Teeth-straightening was first considered by ancient philosophers Hippocrates and Aristotle as early as 400 B.C. But it wasn’t until the 1700s that French dentist Pierre Fauchard used a horseshoe-shaped piece of iron that he called a “bandeau” (a form of the old French language meaning “tiny band”) that the modern concept of braces was put into practice.

However, their widespread use didn’t occur until the mid-late 20th century, and has been most prolific in North America. In fact, the number of people with braces doubled in the U.S. between 1982 and 2008. While the majority of these patients are 11-17 years old, the numbers of treated adults during those same decades increased by 25%. American Dental Association has reported that 70% of treatments are done on females, and largely for aesthetic reasons, as opposed to medical/dental conditions.

 

Today’s Braces

Modern advances have allowed braces to become less obvious, with the prevalence of clear aligners such as Invisalign® and other transparent options. Treatment usually lasts from 18 to 36 months, depending on the severity of problems and treatment goals. It requires a commitment from both the patient and parent.

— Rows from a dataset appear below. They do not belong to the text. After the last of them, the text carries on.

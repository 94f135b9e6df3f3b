/// Escapes `& < > "` for HTML output; `'` is left alone.
pub fn escape_html_into(out: &mut String, input: &str) {
    let bytes = input.as_bytes();
    let mut last = 0;
    for (i, &b) in bytes.iter().enumerate() {
        let replacement = match b {
            b'&' => "&amp;",
            b'<' => "&lt;",
            b'>' => "&gt;",
            b'"' => "&quot;",
            _ => continue,
        };
        if last < i {
            out.push_str(&input[last..i]);
        }
        out.push_str(replacement);
        last = i + 1;
    }
    if last < bytes.len() {
        out.push_str(&input[last..]);
    }
}

pub fn escape_html(input: &str) -> String {
    let mut out = String::with_capacity(input.len());
    escape_html_into(&mut out, input);
    out
}

#[cfg(test)]
mod tests {
    use super::*;

    #[test]
    fn escapes_the_required_four() {
        assert_eq!(escape_html(r#"a < b & c > "d""#), "a &lt; b &amp; c &gt; &quot;d&quot;");
    }

    #[test]
    fn apostrophe_is_untouched() {
        assert_eq!(escape_html("it's"), "it's");
    }
}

According to the American Association of Orthodontists, the biggest treatment challenge after fitting the device is to protect both braces and teeth from damage. The good news is that these goals can usually be achieved through diet adjustments and proper cleaning.

 

Limit Harmful Foods

The bad news is that because of the tween-to-teenage range for braces, many of the restricted foods are favorites. This includes anything with high levels of sugar, which can collect around the brackets and accelerate decay. Here are the standard recommendations:

Skip the Soda— Soft drinks deliver a deadly combination of acid plus sugar that can become concentrated on tooth surfaces around brackets.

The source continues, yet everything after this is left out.